A 100 years ago on this day, July 31st, Milton Friedman was born. The one passion that motivated his entire life was the quest for freedom for every individual, freedom from coercion and violence from others. He spent his life arguing and persuading people about the value of being free and why they should be free to choose and that they should choose to be free. He cared about India and wanted India to succeed. I believe that India’s success is ultimately tied to India’s freedom — and the fact that India is not a successful economy supports my claim that India is not really a free country. Here are a few selections from Uncle Milton’s voluminous writings.

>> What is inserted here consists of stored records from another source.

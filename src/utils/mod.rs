//! Utility Functions
//!
//! User-friendly error formatting for the CLI.
//!
//! ```rust,ignore
//! use ibridges_session::utils::format_user_error;
//!
//! if let Err(e) = run() {
//!     eprintln!("{}", format_user_error(&e));
//! }
//! ```
//!
//! Failure families with context-aware help:
//! - Authentication → wrong or expired password, negotiation policy
//! - Configuration → environment document location and contents
//! - Cached credential → stale or foreign `.irodsA`
//! - ACL → unknown user, permission or path

pub mod errors;

pub use errors::format_user_error;
//! Authentication Strategy Selection
//!
//! Decides how a [`super::Session`] authenticates:
//! - Password: a plaintext password was supplied for this attempt
//! - Cached credential: no password, read the obfuscated auth file
//! - Anonymous: recognised but not implemented

use std::fmt;

/// User name reserved for anonymous access
pub const ANONYMOUS_USER: &str = "anonymous";

/// Authentication strategy
#[derive(Debug, Clone, Copy, PartialEq, Eq)]
pub enum AuthStrategy {
    /// host/port/zone/user plus plaintext password
    Password,
    /// Environment only; the library reads the cached auth file
    CachedCredential,
    /// Anonymous login
    Anonymous,
}

impl AuthStrategy {
    /// Pick the strategy for a user and an optional password
    ///
    /// An empty password counts as no password.
    pub fn select(user_name: &str, password: Option<&str>) -> Self {
        if user_name == ANONYMOUS_USER {
            return Self::Anonymous;
        }

        match password {
            Some(p) if !p.is_empty() => Self::Password,
            _ => Self::CachedCredential,
        }
    }

    /// Human-readable strategy name
    pub fn name(&self) -> &'static str {
        match self {
            Self::Password => "password",
            Self::CachedCredential => "cached credential",
            Self::Anonymous => "anonymous",
        }
    }

    /// Whether a PAM password negotiated under this strategy is worth caching
    pub fn caches_secret(&self) -> bool {
        matches!(self, Self::Password)
    }
}

impl fmt::Display for AuthStrategy {
    fn fmt(&self, f: &mut fmt::Formatter<'_>) -> fmt::Result {
        f.write_str(self.name())
    }
}
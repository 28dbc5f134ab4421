//! Cached Credential Storage
//!
//! Reads and writes the obfuscated `.irodsA` auth file that enables
//! password-less reconnection. The format is the reference client's, so a
//! file written here is accepted by the icommands and vice versa.
//!
//! # Location
//!
//! 1. `$IRODS_AUTHENTICATION_FILE`
//! 2. `.irodsA` next to the environment document in use
//! 3. `~/.irods/.irodsA`
//!
//! Concurrent writers are not serialised: last writer wins.

use std::ffi::OsString;
use std::fs;
use std::io::Write;
use std::path::{Path, PathBuf};

use tracing::{debug, info};
use zeroize::Zeroizing;

use super::obfuscation;
use crate::environment::expand_tilde;
use crate::error::{Result, SessionError};

/// Environment variable overriding the auth file location
pub const AUTH_FILE_VAR: &str = "IRODS_AUTHENTICATION_FILE";

/// Auth file name
pub const AUTH_FILE_NAME: &str = ".irodsA";

/// Resolve the auth file location for an environment document
pub fn default_auth_file(environment_file: Option<&Path>) -> PathBuf {
    auth_file_from(std::env::var_os(AUTH_FILE_VAR), environment_file)
}

fn auth_file_from(var: Option<OsString>, environment_file: Option<&Path>) -> PathBuf {
    if let Some(value) = var.filter(|v| !v.is_empty()) {
        return expand_tilde(Path::new(&value));
    }

    if let Some(dir) = environment_file.and_then(Path::parent) {
        if !dir.as_os_str().is_empty() {
            return dir.join(AUTH_FILE_NAME);
        }
    }

    dirs::home_dir()
        .unwrap_or_else(|| PathBuf::from("."))
        .join(".irods")
        .join(AUTH_FILE_NAME)
}

/// Obfuscate `password` and write it to `destination`
///
/// Parent directories are created as needed. On Unix the file is opened
/// owner-only, so the secret is never readable by others.
pub fn write_obfuscated(password: &str, destination: &Path) -> Result<()> {
    let encoded = Zeroizing::new(obfuscation::encode(
        password,
        current_uid(),
        chrono::Utc::now().timestamp(),
    ));

    if let Some(parent) = destination.parent().filter(|p| !p.as_os_str().is_empty()) {
        fs::create_dir_all(parent).map_err(|e| SessionError::io(parent, e))?;
    }

    let mut options = fs::OpenOptions::new();
    options.write(true).create(true).truncate(true);
    #[cfg(unix)]
    {
        use std::os::unix::fs::OpenOptionsExt;
        options.mode(0o600);
    }
    let mut file = options
        .open(destination)
        .map_err(|e| SessionError::io(destination, e))?;

    // mode() only applies on creation; tighten an existing file before writing
    #[cfg(unix)]
    {
        use std::os::unix::fs::PermissionsExt;
        file.set_permissions(fs::Permissions::from_mode(0o600))
            .map_err(|e| SessionError::io(destination, e))?;
    }

    file.write_all(encoded.as_bytes())
        .map_err(|e| SessionError::io(destination, e))?;

    debug!("Obfuscated password written to {:?}", destination);
    Ok(())
}

/// Handle on one auth file
#[derive(Debug, Clone, PartialEq, Eq)]
pub struct CredentialStore {
    path: PathBuf,
}

impl CredentialStore {
    /// Store at an explicit location
    pub fn new(path: impl Into<PathBuf>) -> Self {
        Self {
            path: expand_tilde(&path.into()),
        }
    }

    /// Store at the standard location for `environment_file`
    pub fn at_default_location(environment_file: Option<&Path>) -> Self {
        Self {
            path: default_auth_file(environment_file),
        }
    }

    /// Auth file path
    pub fn path(&self) -> &Path {
        &self.path
    }

    /// Whether a cached credential exists
    pub fn exists(&self) -> bool {
        self.path.is_file()
    }

    /// Persist `password` in obfuscated form
    pub fn write(&self, password: &str) -> Result<()> {
        write_obfuscated(password, &self.path)?;
        info!("Cached credential stored at {:?}", self.path);
        Ok(())
    }

    /// Decode the cached password; `None` if there is no auth file
    pub fn read(&self) -> Result<Option<Zeroizing<String>>> {
        if !self.exists() {
            debug!("No auth file at {:?}", self.path);
            return Ok(None);
        }

        let raw = Zeroizing::new(
            fs::read_to_string(&self.path).map_err(|e| SessionError::io(&self.path, e))?,
        );
        let trimmed = raw.trim_end_matches(['\n', '\r']);

        obfuscation::decode(trimmed, current_uid())
            .map(|password| Some(Zeroizing::new(password)))
            .map_err(|e| SessionError::MalformedAuthFile {
                path: self.path.clone(),
                reason: e.to_string(),
            })
    }

    /// Remove the auth file; returns whether one was present
    pub fn clear(&self) -> Result<bool> {
        if !self.exists() {
            return Ok(false);
        }
        fs::remove_file(&self.path).map_err(|e| SessionError::io(&self.path, e))?;
        info!("Cached credential removed from {:?}", self.path);
        Ok(true)
    }
}

/// Real user id, the obfuscation salt
pub(crate) fn current_uid() -> u32 {
    #[cfg(unix)]
    {
        unsafe { libc::getuid() }
    }
    #[cfg(not(unix))]
    {
        0
    }
}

Friedman visited India briefly in 1955. Prof Arvind Panagariya of Columbia University in a column he wrote back in 2001, Heed the Words of Wisdom,

“A FIVE per cent per annum rate of increase in real national income seems entirely feasible on the basis of both the experience of other countries and of India’s own recent past. The great untapped resource of technical and scientific knowledge available to India for the taking is the economic equivalent of the untapped continent available to the United States 150 years ago.” If these opening words in a memorandum addressed to the government of India do not impress you, think again: the date on the memorandum is November 5, 1955 and its author is Milton Friedman, the 1976 Nobel Laureate in Economics.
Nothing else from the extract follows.